--- MATERIAL FOR THIS EXERCISE ---
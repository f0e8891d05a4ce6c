//! JSON model loader.
//!
//! A model document is `{ "layers": [ [ node, ... ], ... ] }`, top layer
//! first, operational layer last. Node objects carry `ID`, `type`,
//! `Duration` (ms), `Cycle` (ms or the literal string `"null"`),
//! `threshold`, and the optional `Predecessors` / `Children` arrays.
//! Missing arrays are treated as empty and unknown keys are ignored.

use std::collections::BTreeMap;
use std::path::Path;

use serde::{Deserialize, Deserializer};
use tracing::warn;

use crate::error::GraphLoadError;
use crate::evolution::SituationEvolution;
use crate::graph::directed::DirectedGraph;
use crate::graph::node::{RelationKind, RelationLogic, SituationNode, SituationRelation};
use crate::graph::reachability::BitMatrix;
use crate::graph::SituationGraph;
use crate::instance::InstanceKind;
use crate::time::SimTime;

#[derive(Debug, Deserialize)]
struct ModelDoc {
    layers: Vec<Vec<NodeDoc>>,
}

#[derive(Debug, Deserialize)]
struct NodeDoc {
    #[serde(rename = "ID")]
    id: i64,
    #[serde(rename = "type")]
    kind: i64,
    #[serde(rename = "Duration")]
    duration_ms: f64,
    #[serde(rename = "Cycle", default, deserialize_with = "deserialize_cycle")]
    cycle_ms: Option<f64>,
    threshold: f64,
    #[serde(rename = "Predecessors", default)]
    predecessors: Vec<PredecessorDoc>,
    #[serde(rename = "Children", default)]
    children: Vec<ChildDoc>,
}

#[derive(Debug, Deserialize)]
struct PredecessorDoc {
    #[serde(rename = "ID")]
    id: i64,
    #[serde(rename = "Relation")]
    relation: i64,
    #[serde(rename = "Weight-x")]
    weight: f64,
}

#[derive(Debug, Deserialize)]
struct ChildDoc {
    #[serde(rename = "ID")]
    id: i64,
    #[serde(rename = "Relation")]
    relation: i64,
    #[serde(rename = "Weight-y")]
    weight: f64,
}

/// `Cycle` is either a number of milliseconds, JSON null, or the literal
/// string `"null"` (the model-generator's spelling of "no cycle").
fn deserialize_cycle<'de, D>(deserializer: D) -> Result<Option<f64>, D::Error>
where
    D: Deserializer<'de>,
{
    let value = serde_json::Value::deserialize(deserializer)?;
    match value {
        serde_json::Value::Null => Ok(None),
        serde_json::Value::Number(n) => n
            .as_f64()
            .map(Some)
            .ok_or_else(|| serde::de::Error::custom("Cycle is not a finite number")),
        serde_json::Value::String(s) if s == "null" => Ok(None),
        serde_json::Value::String(s) => s
            .parse::<f64>()
            .map(Some)
            .map_err(|_| serde::de::Error::custom(format!("Cycle string '{s}' is not a number"))),
        other => Err(serde::de::Error::custom(format!(
            "Cycle must be a number or \"null\", got {other}"
        ))),
    }
}
//! The situation evolution store.
//!
//! Owns every `SituationInstance`, keyed by node id. The store is built
//! by the model loader and mutated only by the reasoner inside a
//! reasoning cycle.

use std::collections::BTreeMap;

use crate::instance::{InstanceKind, SituationInstance};
use crate::time::SimTime;

/// Id-keyed store of situation instances.
#[derive(Debug, Clone, Default)]
pub struct SituationEvolution {
    instances: BTreeMap<i64, SituationInstance>,
}

impl SituationEvolution {
    /// Creates an empty store.
    #[must_use]
    pub fn new() -> Self {
        Self::default()
    }

    /// Registers an instance for node `id`.
    ///
    /// Idempotent by id: re-registering keeps the existing state and
    /// counter but takes the new duration and cycle.
    pub fn add_instance(
        &mut self,
        id: i64,
        kind: InstanceKind,
        duration: SimTime,
        cycle: Option<SimTime>,
    ) {
        self.instances
            .entry(id)
            .and_modify(|instance| {
                instance.duration = duration;
                instance.cycle = cycle;
            })
            .or_insert_with(|| SituationInstance::new(id, kind, duration, cycle));
    }

    /// Looks up an instance.
    #[must_use]
    pub fn instance(&self, id: i64) -> Option<&SituationInstance> {
        self.instances.get(&id)
    }

    /// Looks up an instance mutably.
    #[must_use]
    pub fn instance_mut(&mut self, id: i64) -> Option<&mut SituationInstance> {
        self.instances.get_mut(&id)
    }

    /// All instances in id order.
    pub fn instances(&self) -> impl Iterator<Item = &SituationInstance> {
        self.instances.values()
    }

    /// All instances in id order, mutably.
    pub fn instances_mut(&mut self) -> impl Iterator<Item = &mut SituationInstance> {
        self.instances.values_mut()
    }

    /// Number of registered instances.
    #[must_use]
    pub fn len(&self) -> usize {
        self.instances.len()
    }

    /// Returns true if no instance is registered.
    #[must_use]
    pub fn is_empty(&self) -> bool {
        self.instances.is_empty()
    }
}

#[cfg(test)]
mod tests {
    use super::*;
    use crate::instance::InstanceState;

    #[test]
    fn test_add_and_lookup() {
        let mut store = SituationEvolution::new();
        store.add_instance(1, InstanceKind::Normal, SimTime::from_secs(10.0), None);
        assert_eq!(store.len(), 1);
        assert_eq!(store.instance(1).unwrap().state, InstanceState::Untriggered);
        assert!(store.instance(2).is_none());
    }

    #[test]
    fn test_add_instance_idempotent_last_write_wins() {
        let mut store = SituationEvolution::new();
        store.add_instance(1, InstanceKind::Normal, SimTime::from_secs(10.0), None);
        store.instance_mut(1).unwrap().counter = 3;

        store.add_instance(
            1,
            InstanceKind::Normal,
            SimTime::from_secs(20.0),
            Some(SimTime::from_secs(5.0)),
        );
        let instance = store.instance(1).unwrap();
        // state survives, timing is replaced
        assert_eq!(instance.counter, 3);
        assert_eq!(instance.duration, SimTime::from_secs(20.0));
        assert_eq!(instance.cycle, Some(SimTime::from_secs(5.0)));
    }

    #[test]
    fn test_iteration_in_id_order() {
        let mut store = SituationEvolution::new();
        store.add_instance(3, InstanceKind::Normal, SimTime::ZERO, None);
        store.add_instance(1, InstanceKind::Hidden, SimTime::ZERO, None);
        store.add_instance(2, InstanceKind::Normal, SimTime::ZERO, None);
        let ids: Vec<i64> = store.instances().map(|i| i.id).collect();
        assert_eq!(ids, vec![1, 2, 3]);
    }
}
//! Operation generation for the co-running simulation.
//!
//! Sensor events are cached per situation id. When the driver asks for
//! operations, the generator merges the oldest event of every queue,
//! promotes them to virtual operations carrying the instance counters,
//! and partitions them into causally ordered sets: strict causes that
//! fired in the same slice as their effects are emitted first, so the
//! simulation replays triggerings in dependency order.

use std::collections::{BTreeMap, BTreeSet, VecDeque};
use std::fmt;
use std::sync::Arc;

use serde::{Deserialize, Serialize};
use tracing::warn;

use crate::evolution::SituationEvolution;
use crate::graph::SituationGraph;
use crate::time::SimTime;

/// A sensor-side event for one operational situation.
#[derive(Debug, Clone, Copy, PartialEq, Serialize, Deserialize)]
pub struct OperationalEvent {
    /// The operational situation the event belongs to.
    pub id: i64,
    /// Whether the event reports a triggering or a release.
    pub to_trigger: bool,
    /// Simulation time the event was observed.
    pub timestamp: SimTime,
}

/// An operation to be replayed by the simulation.
#[derive(Debug, Clone, Copy, PartialEq, Serialize, Deserialize)]
pub struct VirtualOperation {
    /// The operational situation to trigger.
    pub id: i64,
    /// Timestamp of the originating sensor event.
    pub timestamp: SimTime,
    /// The instance counter at emission time, used to line up slices.
    pub count: u64,
}

impl fmt::Display for VirtualOperation {
    fn fmt(&self, f: &mut fmt::Formatter<'_>) -> fmt::Result {
        write!(
            f,
            "operation ({}): timestamp {}, count {}",
            self.id, self.timestamp, self.count
        )
    }
}

/// Buffers operational events and emits causally ordered operation
/// sets.
#[derive(Debug)]
pub struct OperationGenerator {
    graph: Arc<SituationGraph>,
    queues: BTreeMap<i64, VecDeque<OperationalEvent>>,
    // Retained for synthesising synchronisation-failure events; no
    // events are fabricated from it yet.
    pending_sync_failures: BTreeSet<i64>,
}

impl OperationGenerator {
    /// Creates a generator over a loaded graph.
    #[must_use]
    pub fn new(graph: Arc<SituationGraph>) -> Self {
        Self {
            graph,
            queues: BTreeMap::new(),
            pending_sync_failures: BTreeSet::new(),
        }
    }

    /// Appends an event to the queue of its situation.
    pub fn cache_event(&mut self, id: i64, to_trigger: bool, timestamp: SimTime) {
        self.queues.entry(id).or_default().push_back(OperationalEvent {
            id,
            to_trigger,
            timestamp,
        });
    }

    /// Number of cached events for a situation.
    #[must_use]
    pub fn queue_depth(&self, id: i64) -> usize {
        self.queues.get(&id).map_or(0, VecDeque::len)
    }

    /// Situations recorded by the last cycle for synchronisation-failure
    /// synthesis.
    #[must_use]
    pub fn pending_sync_failures(&self) -> &BTreeSet<i64> {
        &self.pending_sync_failures
    }

    /// Merges the oldest cached event per situation and partitions the
    /// result into a queue of operation sets, deepest causes first.
    ///
    /// `cycle_triggered` is the set of operational situations the
    /// reasoner reported for the slice; it is retained for future
    /// synchronisation-failure synthesis.
    pub fn generate_operations(
        &mut self,
        evolution: &SituationEvolution,
        cycle_triggered: &BTreeSet<i64>,
    ) -> VecDeque<Vec<VirtualOperation>> {
        self.pending_sync_failures = cycle_triggered.clone();

        let mut merged: BTreeMap<i64, OperationalEvent> = BTreeMap::new();
        for (&id, queue) in &mut self.queues {
            if let Some(event) = queue.pop_front() {
                merged.insert(id, event);
            }
        }

        let mut surface: BTreeMap<i64, VirtualOperation> = BTreeMap::new();
        for (id, event) in merged {
            let Some(instance) = evolution.instance(id) else {
                warn!(id, "cached event for unknown situation; dropped");
                continue;
            };
            surface.insert(
                id,
                VirtualOperation {
                    id,
                    timestamp: event.timestamp,
                    count: instance.counter,
                },
            );
        }

        let mut stack: Vec<BTreeMap<i64, VirtualOperation>> = vec![surface];
        loop {
            let Some(top) = stack.last() else { break };

            // Strict causes that belong to the same slice as one of the
            // effects above them migrate one set deeper.
            let mut migrating: BTreeSet<i64> = BTreeSet::new();
            for &effect in top.keys() {
                let Some(effect_count) = evolution.instance(effect).map(|i| i.counter) else {
                    continue;
                };
                for &candidate in top.keys() {
                    if candidate == effect
                        || !self.graph.is_reachable(candidate, effect)
                        || self.graph.is_reachable(effect, candidate)
                    {
                        continue;
                    }
                    let same_slice = evolution
                        .instance(candidate)
                        .is_some_and(|i| i.counter == effect_count);
                    if same_slice {
                        migrating.insert(candidate);
                    }
                }
            }

            if migrating.is_empty() {
                break;
            }
            let Some(top) = stack.last_mut() else { break };
            let mut deeper: BTreeMap<i64, VirtualOperation> = BTreeMap::new();
            for id in migrating {
                if let Some(operation) = top.remove(&id) {
                    deeper.insert(id, operation);
                }
            }
            stack.push(deeper);
        }

        let mut sets: VecDeque<Vec<VirtualOperation>> = VecDeque::new();
        while let Some(map) = stack.pop() {
            if !map.is_empty() {
                sets.push_back(map.into_values().collect());
            }
        }
        sets
    }
}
---
*EXERCISE:*
Return, unchanged, the run of lines above that opens with the line containing "for (&id, queue)" and closes with the line containing "for (id, event)". Include both.

*ANSWER SPACE:*
        for (&id, queue) in &mut self.queues {
            if let Some(event) = queue.pop_front() {
                merged.insert(id, event);
            }
        }

        let mut surface: BTreeMap<i64, VirtualOperation> = BTreeMap::new();
        for (id, event) in merged {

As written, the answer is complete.